In Gonzalez v. CoreCivic, Inc., No. 19-50691 (5th Cir. Jan. 20, 2021), the panel—reviewing an interlocutory denial of a motion to dismiss—divides over whether to reach an issue not briefed by the parties to resolve the appeal.

The district court certified the order denying a Fed. R. Civ. P 12(b)(6) dismissal, specifying the following issue: “Whether the TVPA [the federal Trafficking Victims Protection Act of 2000] applies to work programs in federal immigration detention facilities.” The Fifth Circuit accepted the appeal under 28 U.S.C. § 1292(b).

On a 2-1 vote, the panel affirms the order below, siding with the Eleventh Circuit (Barrientos v. CoreCivic, Inc., 951 F.3d 1269, 1276–78 (11th Cir. 2020)) in holding that the literal terms of the act applied to federal incarcerees.

The panel divides, though, on whether to proceed to other issues presented below but not raised on appeal—specifically, assuming the applicability of TVPA, whether the detention facility’s work program was rescued by a different statute, 8 U.S.C. § 1555, and an agency work program governed by that law (Immigration and Customs Enforcement’s “Performance-Based National Detention Standards” policy, or PBNDS).

Judge Ho, who signed the majority opinion, also writes a separate concurrence for refusing to stray beyond the certified issue. “[J]ust last year,” the concurrence notes, “the Supreme Court rebuked the Ninth Circuit for doing just that—deciding an issue not presented by the parties, either on appeal or before the district court, without any compelling justification for doing so. See United States v. Sineneng-Smith, 140 S. Ct. 1575 (2020).” The concurrence notes that default in federal courts is the party presentation principle, under which judges decide only the issues raised by the litigants.

The concurrence observes that a panel has equal discretion to on a § 1292(b) certified appeal to limit itself to the specific question or to range beyond it. “An appellate court is not required to go beyond the questions certified in an interlocutory appeal—and the dissent does not cite a single authority that says otherwise . . . .  What’s more, the dissent is unable to cite a single case where our court did what it urges us to do here—that is, exercise our discretionary interlocutory jurisdiction to reach an issue not presented by the parties either before the district court or on appeal. None of the cases cited by the dissent support this kind of judicial adventurism—and certainly not in the face of the Supreme Court’s unanimous admonition in Sineneng-Smith.”

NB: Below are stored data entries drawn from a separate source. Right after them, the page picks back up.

//! Platform-neutral chat operations required by the sync pipeline.

use std::future::Future;
use std::path::Path;

use crate::chat::{
    ChannelId, ChannelInfo, ItemEmbed, MessageId, OwnerInfo, ServerId, ServerInfo, TrackedMessage,
};
use crate::error::Result;

/// Everything the pipeline needs from a chat platform. Adapters are expected
/// to pre-check their own permissions before mutating and to return
/// [`crate::error::ChatError::MissingPermission`] instead of attempting a
/// call that would be rejected.
pub trait ChatClient: Send + Sync + 'static {
    /// Servers the bot is currently a member of.
    fn servers(&self) -> impl Future<Output = Result<Vec<ServerInfo>>> + Send;

    /// Text channels of one server that the bot can see.
    fn server_channels(&self, server: ServerId)
        -> impl Future<Output = Result<Vec<ChannelInfo>>> + Send;

    fn channel_info(&self, channel: ChannelId) -> impl Future<Output = Result<ChannelInfo>> + Send;

    /// Most recent messages, newest first, at most `limit`.
    fn channel_history(
        &self,
        channel: ChannelId,
        limit: usize,
    ) -> impl Future<Output = Result<Vec<TrackedMessage>>> + Send;

    fn send_embed(
        &self,
        channel: ChannelId,
        embed: &ItemEmbed,
    ) -> impl Future<Output = Result<MessageId>> + Send;

    fn edit_embed(
        &self,
        channel: ChannelId,
        message: MessageId,
        embed: &ItemEmbed,
    ) -> impl Future<Output = Result<()>> + Send;

    fn send_text(
        &self,
        channel: ChannelId,
        text: &str,
    ) -> impl Future<Output = Result<MessageId>> + Send;

    /// Upload a file with `body` as the message text. Returns the attachment
    /// URL the platform assigned, if any.
    fn send_file(
        &self,
        channel: ChannelId,
        body: &str,
        file: &Path,
    ) -> impl Future<Output = Result<Option<String>>> + Send;

    fn delete_message(
        &self,
        channel: ChannelId,
        message: MessageId,
    ) -> impl Future<Output = Result<()>> + Send;

    /// Create a text channel with the given topic, locked down so only the
    /// bot can post in it.
    fn create_channel(
        &self,
        server: ServerId,
        name: &str,
        topic: &str,
    ) -> impl Future<Output = Result<ChannelInfo>> + Send;

    fn server_owner(&self, server: ServerId) -> impl Future<Output = Result<OwnerInfo>> + Send;
}
//! Publication of rendered artifacts through the storage channel.
//!
//! Every artifact is uploaded as a file message whose body is the label on
//! the first line and the formatted source date on the second. That body is
//! the dedup key: an exact match means the artifact is already published,
//! a label match with a different date is stale and gets deleted so the
//! channel holds at most one message per label.

use std::path::Path;

use crate::chat::{ChannelId, ChatClient, TrackedMessage};
use crate::error::Result;

pub struct ArtifactPublisher<'a, C> {
    chat: &'a C,
    storage_channel: ChannelId,
    lookback: usize,
}

impl<'a, C: ChatClient> ArtifactPublisher<'a, C> {
    pub fn new(chat: &'a C, storage_channel: ChannelId, lookback: usize) -> Self {
        Self {
            chat,
            storage_channel,
            lookback,
        }
    }

    /// Message body for one artifact.
    pub fn body(label: &str, formatted_date: &str) -> String {
        format!("{label}\n{formatted_date}")
    }

    /// Recent storage-channel messages, scanned once per refresh batch.
    pub async fn load_recent(&self) -> Result<Vec<TrackedMessage>> {
        self.chat
            .channel_history(self.storage_channel, self.lookback)
            .await
    }

    /// Find the already-published message for this exact label and date.
    pub fn find_current<'m>(
        &self,
        messages: &'m [TrackedMessage],
        label: &str,
        formatted_date: &str,
    ) -> Option<&'m TrackedMessage> {
        let body = Self::body(label, formatted_date);
        messages.iter().find(|message| message.content == body)
    }

    /// Delete messages carrying this label with any other date. Returns the
    /// number deleted; failures are logged and skipped.
    pub async fn delete_stale(
        &self,
        messages: &[TrackedMessage],
        label: &str,
        formatted_date: &str,
    ) -> usize {
        let prefix = format!("{label}\n");
        let body = Self::body(label, formatted_date);
        let mut deleted = 0;
        for message in messages {
            if !message.content.starts_with(&prefix) || message.content == body {
                continue;
            }
            match self.chat.delete_message(self.storage_channel, message.id).await {
                Ok(()) => deleted += 1,
                Err(error) => {
                    tracing::error!(%error, label, "failed to delete stale artifact message");
                }
            }
        }
        deleted
    }

    /// Upload the file and return the attachment URL the platform assigned.
    pub async fn publish(
        &self,
        label: &str,
        formatted_date: &str,
        file: &Path,
    ) -> Result<Option<String>> {
        let body = Self::body(label, formatted_date);
        let url = self
            .chat
            .send_file(self.storage_channel, &body, file)
            .await?;
        if url.is_none() {
            tracing::warn!(label, "upload succeeded but no attachment came back");
        }
        Ok(url)
    }
}
//! REST client for the site's Discord API.
//!
//! Every fetch fails soft: a network error, a non-2xx status or a malformed
//! payload logs and yields an empty result, so a bad cycle never clears
//! state that previous cycles persisted.

use std::collections::HashMap;
use std::time::Duration;

use anyhow::Context as _;
use serde::Deserialize;

use crate::content::ContentKind;

/// One item as returned by the listing endpoint.
#[derive(Debug, Clone, Deserialize)]
pub struct ApiItem {
    pub name: String,
    pub date: String,
}

pub struct CatalogApi {
    client: reqwest::Client,
    base_url: String,
}

impl CatalogApi {
    /// `base_url` is the full route prefix, e.g.
    /// `https://ebp.gg/back/api-discord/?route=`.
    pub fn new(base_url: impl Into<String>) -> crate::Result<Self> {
        let client = reqwest::Client::builder()
            .timeout(Duration::from_secs(30))
            .build()
            .context("failed to build http client")?;
        Ok(Self {
            client,
            base_url: base_url.into(),
        })
    }

    /// Fetch the item listing for a kind.
    pub async fn fetch_items(&self, kind: ContentKind) -> Vec<ApiItem> {
        match self.get_json::<Vec<ApiItem>>(kind.api_route()).await {
            Ok(items) => items,
            Err(error) => {
                tracing::error!(kind = %kind, %error, "catalog listing fetch failed");
                Vec::new()
            }
        }
    }

    /// Fetch the per-language page base URLs for a kind.
    pub async fn fetch_base_urls(&self, kind: ContentKind) -> HashMap<String, String> {
        let route = format!("{}_urls", kind.api_route());
        match self.get_json::<HashMap<String, String>>(&route).await {
            Ok(urls) => urls,
            Err(error) => {
                tracing::error!(kind = %kind, %error, "catalog url fetch failed");
                HashMap::new()
            }
        }
    }

    async fn get_json<T: serde::de::DeserializeOwned>(&self, route: &str) -> anyhow::Result<T> {
        let url = format!("{}{}", self.base_url, route);
        let payload = self
            .client
            .get(&url)
            .send()
            .await
            .with_context(|| format!("request to {url} failed"))?
            .error_for_status()
            .with_context(|| format!("request to {url} rejected"))?
            .json()
            .await
            .with_context(|| format!("response from {url} is not the expected shape"))?;
        Ok(payload)
    }
}
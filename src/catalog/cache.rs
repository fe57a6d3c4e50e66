//! Screenshot artifact cache.
//!
//! Maps (kind, item, language) to the attachment URL of the published
//! artifact plus the raw source date it was rendered from. Names are
//! canonicalized to lowercase on both write and read so lookups never depend
//! on the caller's casing.

use anyhow::Context as _;
use sqlx::SqlitePool;

use crate::content::ContentKind;

#[derive(Debug, Clone, PartialEq, Eq)]
pub struct CacheEntry {
    pub url: String,
    pub source_updated_at: String,
}

impl CacheEntry {
    /// The one freshness rule: an artifact is reusable exactly when it was
    /// rendered from the item's current date. Raw string comparison, no
    /// parsing.
    pub fn is_fresh(&self, item_updated_at: &str) -> bool {
        self.source_updated_at == item_updated_at
    }
}

#[derive(Clone)]
pub struct ImageCache {
    pool: SqlitePool,
}

impl ImageCache {
    pub fn new(pool: SqlitePool) -> Self {
        Self { pool }
    }

    pub async fn lookup(
        &self,
        kind: ContentKind,
        name: &str,
        language: &str,
    ) -> crate::Result<Option<CacheEntry>> {
        let row = sqlx::query(
            "SELECT url, date FROM content_images WHERE type = ? AND name = ? AND language = ?",
        )
        .bind(kind.api_route())
        .bind(name.to_lowercase())
        .bind(language)
        .fetch_optional(&self.pool)
        .await
        .context("failed to load cached artifact")?;

        Ok(row.map(|row| CacheEntry {
            url: row.try_get("url").unwrap_or_default(),
            source_updated_at: row.try_get("date").unwrap_or_default(),
        }))
    }

    /// Record a published artifact. Overwrites any previous entry for the
    /// same (kind, item, language).
    pub async fn put(
        &self,
        kind: ContentKind,
        name: &str,
        language: &str,
        url: &str,
        source_updated_at: &str,
    ) -> crate::Result<()> {
        sqlx::query(
            r#"
            INSERT INTO content_images (type, name, language, url, date)
            VALUES (?, ?, ?, ?, ?)
            ON CONFLICT (type, name, language) DO UPDATE
            SET url = excluded.url, date = excluded.date
            "#,
        )
        .bind(kind.api_route())
        .bind(name.to_lowercase())
        .bind(language)
        .bind(url)
        .bind(source_updated_at)
        .execute(&self.pool)
        .await
        .context("failed to save cached artifact")?;
        Ok(())
    }
}

use sqlx::Row as _;

#[cfg(test)]
mod tests {
    use super::*;
    use crate::db::connect_in_memory;

    #[tokio::test]
    async fn put_then_lookup_round_trips() {
        let cache = ImageCache::new(connect_in_memory().await);
        cache
            .put(
                ContentKind::Weapon,
                "Plasma Rifle",
                "en",
                "https://cdn.example/a.png",
                "2025-01-01T10:00:00Z",
            )
            .await
            .unwrap();

        let entry = cache
            .lookup(ContentKind::Weapon, "Plasma Rifle", "en")
            .await
            .unwrap()
            .unwrap();
        assert_eq!(entry.url, "https://cdn.example/a.png");
        assert!(entry.is_fresh("2025-01-01T10:00:00Z"));
        assert!(!entry.is_fresh("2025-02-01T10:00:00Z"));
    }

    #[tokio::test]
    async fn lookups_ignore_name_casing() {
        let cache = ImageCache::new(connect_in_memory().await);
        cache
            .put(ContentKind::Hero, "IRON Sentinel", "fr", "https://cdn.example/b.png", "2025-01-01")
            .await
            .unwrap();

        let entry = cache
            .lookup(ContentKind::Hero, "iron sentinel", "fr")
            .await
            .unwrap();
        assert!(entry.is_some());
    }

    #[tokio::test]
    async fn entries_are_scoped_by_language_and_kind() {
        let cache = ImageCache::new(connect_in_memory().await);
        cache
            .put(ContentKind::Map, "Polaris", "en", "https://cdn.example/c.png", "2025-01-01")
            .await
            .unwrap();

        assert!(cache
            .lookup(ContentKind::Map, "Polaris", "fr")
            .await
            .unwrap()
            .is_none());
        assert!(cache
            .lookup(ContentKind::Mode, "Polaris", "en")
            .await
            .unwrap()
            .is_none());
    }

    #[tokio::test]
    async fn a_second_put_replaces_the_entry() {
        let cache = ImageCache::new(connect_in_memory().await);
        cache
            .put(ContentKind::Weapon, "Falcon", "en", "https://cdn.example/old.png", "2025-01-01")
            .await
            .unwrap();
        cache
            .put(ContentKind::Weapon, "Falcon", "en", "https://cdn.example/new.png", "2025-02-01")
            .await
            .unwrap();

        let entry = cache
            .lookup(ContentKind::Weapon, "Falcon", "en")
            .await
            .unwrap()
            .unwrap();
        assert_eq!(entry.url, "https://cdn.example/new.png");
        assert_eq!(entry.source_updated_at, "2025-02-01");
    }
}
//! Content kinds and their per-kind capabilities.
//!
//! The four kinds share one pipeline; everything that differs between them
//! (API route, channel binding tag, page slug rules, viewport) lives here as
//! data so the rest of the crate never branches on a kind by hand.

use std::fmt;

use serde::{Deserialize, Serialize};

#[derive(Debug, Clone, Copy, PartialEq, Eq, Hash, Serialize, Deserialize)]
#[serde(rename_all = "snake_case")]
pub enum ContentKind {
    Weapon,
    Mode,
    Map,
    Hero,
}

impl ContentKind {
    /// All kinds in refresh order.
    pub const ALL: [ContentKind; 4] = [
        ContentKind::Weapon,
        ContentKind::Mode,
        ContentKind::Map,
        ContentKind::Hero,
    ];

    /// Route segment on the site API. Doubles as the localization key and the
    /// `type` column value in the database.
    pub fn api_route(self) -> &'static str {
        match self {
            ContentKind::Weapon => "weapons",
            ContentKind::Mode => "modes",
            ContentKind::Map => "maps",
            ContentKind::Hero => "heroes",
        }
    }

    /// Topic prefix that binds a channel to this kind. The two characters
    /// after the opening parenthesis carry the channel language.
    pub fn channel_tag(self) -> &'static str {
        match self {
            ContentKind::Weapon => "#EBP_WEAPONS_BOT(",
            ContentKind::Mode => "#EBP_MODES_BOT(",
            ContentKind::Map => "#EBP_MAPS_BOT(",
            ContentKind::Hero => "#EBP_HEROES_BOT(",
        }
    }

    pub fn emoji(self) -> &'static str {
        match self {
            ContentKind::Weapon => "🔫",
            ContentKind::Mode => "🚩",
            ContentKind::Map => "🗺️",
            ContentKind::Hero => "🤖",
        }
    }

    /// Browser window size used when rendering this kind's pages.
    pub fn default_viewport(self) -> (u32, u32) {
        match self {
            ContentKind::Weapon => (1728, 972),
            ContentKind::Mode | ContentKind::Map => (1200, 800),
            ContentKind::Hero => (1550, 1300),
        }
    }

    pub fn from_route(route: &str) -> Option<Self> {
        ContentKind::ALL
            .into_iter()
            .find(|kind| kind.api_route() == route)
    }

    /// Extract the channel language from a topic, if the topic carries this
    /// kind's binding tag. Unknown languages are resolved downstream, the
    /// localization table falls back to English.
    pub fn language_from_topic(self, topic: &str) -> Option<String> {
        let tag = self.channel_tag();
        if !topic.contains(tag) {
            return None;
        }
        let rest = topic.rsplit(tag).next().unwrap_or_default();
        Some(rest.chars().take(2).collect::<String>().to_lowercase())
    }

    /// URL path segment for an item page. Weapon pages use dashed slugs, the
    /// other kinds keep spaces percent-encoded.
    pub fn page_slug(self, name: &str) -> String {
        match self {
            ContentKind::Weapon => name.to_lowercase().replace(' ', "-"),
            _ => name.to_lowercase().replace(' ', "%20"),
        }
    }

    /// Address rendered for a screenshot. `discord=1` asks the site for the
    /// stripped-down capture layout.
    pub fn capture_url(self, base_url: &str, name: &str) -> String {
        format!("{base_url}/{}?discord=1", self.page_slug(name))
    }

    /// Embed link for an item message. Weapon embeds deep-link to the item
    /// page when the site published a base URL for the language; everything
    /// else links to the localized site root.
    pub fn item_link(
        self,
        base_url: Option<&str>,
        site_url: &str,
        language: &str,
        name: &str,
    ) -> String {
        match (self, base_url) {
            (ContentKind::Weapon, Some(base)) => format!("{base}/{}", encode_spaces(name)),
            _ => format!("{site_url}/{language}"),
        }
    }

    /// Link advertised in the separator message below the item listing.
    pub fn source_link(self, base_url: Option<&str>, site_url: &str, language: &str) -> String {
        match (self, base_url) {
            (ContentKind::Weapon, Some(base)) => base.to_string(),
            _ => format!("{site_url}/{language}"),
        }
    }
}

impl fmt::Display for ContentKind {
    fn fmt(&self, f: &mut fmt::Formatter<'_>) -> fmt::Result {
        f.write_str(self.api_route())
    }
}

fn encode_spaces(name: &str) -> String {
    name.replace(' ', "%20")
}

#[cfg(test)]
mod tests {
    use super::*;

    #[test]
    fn routes_and_tags_line_up() {
        assert_eq!(ContentKind::Weapon.api_route(), "weapons");
        assert_eq!(ContentKind::Hero.channel_tag(), "#EBP_HEROES_BOT(");
        assert_eq!(ContentKind::from_route("maps"), Some(ContentKind::Map));
        assert_eq!(ContentKind::from_route("gadgets"), None);
    }

    #[test]
    fn language_comes_from_the_topic_tag() {
        let kind = ContentKind::Weapon;
        assert_eq!(
            kind.language_from_topic("Stats live: #EBP_WEAPONS_BOT(FR)"),
            Some("fr".to_string())
        );
        assert_eq!(
            kind.language_from_topic("#EBP_WEAPONS_BOT(en) do not edit"),
            Some("en".to_string())
        );
        assert_eq!(kind.language_from_topic("#EBP_HEROES_BOT(en)"), None);
        assert_eq!(kind.language_from_topic("plain topic"), None);
    }

    #[test]
    fn weapon_slugs_are_dashed_and_lowercase() {
        assert_eq!(
            ContentKind::Weapon.page_slug("Plasma Rifle"),
            "plasma-rifle"
        );
        assert_eq!(ContentKind::Hero.page_slug("Iron Sentinel"), "iron%20sentinel");
    }

    #[test]
    fn capture_urls_request_the_capture_layout() {
        assert_eq!(
            ContentKind::Weapon.capture_url("https://ebp.gg/en/weapons", "Plasma Rifle"),
            "https://ebp.gg/en/weapons/plasma-rifle?discord=1"
        );
    }

    #[test]
    fn weapon_links_keep_the_display_name_case() {
        let link = ContentKind::Weapon.item_link(
            Some("https://ebp.gg/en/weapons"),
            "https://ebp.gg",
            "en",
            "Plasma Rifle",
        );
        assert_eq!(link, "https://ebp.gg/en/weapons/Plasma%20Rifle");
    }

    #[test]
    fn non_weapon_links_point_at_the_localized_root() {
        let link = ContentKind::Mode.item_link(
            Some("https://ebp.gg/en/modes"),
            "https://ebp.gg",
            "fr",
            "Capture",
        );
        assert_eq!(link, "https://ebp.gg/fr");
        assert_eq!(
            ContentKind::Weapon.item_link(None, "https://ebp.gg", "de", "Falcon"),
            "https://ebp.gg/de"
        );
    }

    #[test]
    fn source_links_follow_the_same_split() {
        assert_eq!(
            ContentKind::Weapon.source_link(Some("https://ebp.gg/en/weapons"), "https://ebp.gg", "en"),
            "https://ebp.gg/en/weapons"
        );
        assert_eq!(
            ContentKind::Map.source_link(Some("https://ebp.gg/en/maps"), "https://ebp.gg", "es"),
            "https://ebp.gg/es"
        );
    }
}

In the district court, the concurrence observes, the defendant conceded the critical allegation in the complaint, i.e., that she “allege[d] she was threatened with ‘punishment, including but not limited to lockdown and/or solitary confinement,’” which was “conceivably enough at this stage to allege a ‘threat of serious harm’ under [the TVPA].” Thus, “[i]f anything … this is an especially weak case for disregarding the party presentation principle.” Even assuming (as the dissent does) that there is a pleading defect, the district court also had before it a motion for leave to amend the complaint. “I see no reason why we would deprive Gonzalez of the opportunity to amend her complaint, and the dissent offers none.”

In dissent, Judge Oldham would hold that certification of the dismissal order brought up the entire order for review, not just the certified question. “In the certified-and-accepted order, the district court identified what it thought was a controlling legal question—namely, whether CoreCivic is exempted from the Trafficking Victims Protection Act. But under § 1292(b), “we are not limited to the question identified by the district court. Again, our jurisdiction extends to ‘the order’—that is, the order denying CoreCivic’s motion to dismiss.” The dissent also rejects the suggestion that the panel had discretion to limit itself to the question presented. To avoid issuing advisory opinions (anathema under Article III), federal courts decide cases “not by answering abstract legal questions but by rendering judgments . . . . And when it comes to rendering judgments, we do not have discretion. We have to get the judgment right. Every time.”

Moreover, as a practical matter of judicial administration, “it does nothing to advance the litigation—in fact, it does the opposite—when we send a case to discovery in the face of a deficient complaint . . . . In the interest of advancing the litigation as required by § 1292(b), our court has even extended review to questions that were neither briefed by the parties nor certified by the district court.”

Thus concluding that the panel has jurisdiction over the issue, the dissent would reverse on the basis that the complaint stated either conclusory allegations of violations (which are not credited on a Rule 12(b)(6) motion) or allegations that were consistent with a “voluntary” work program authorized by PBNDS.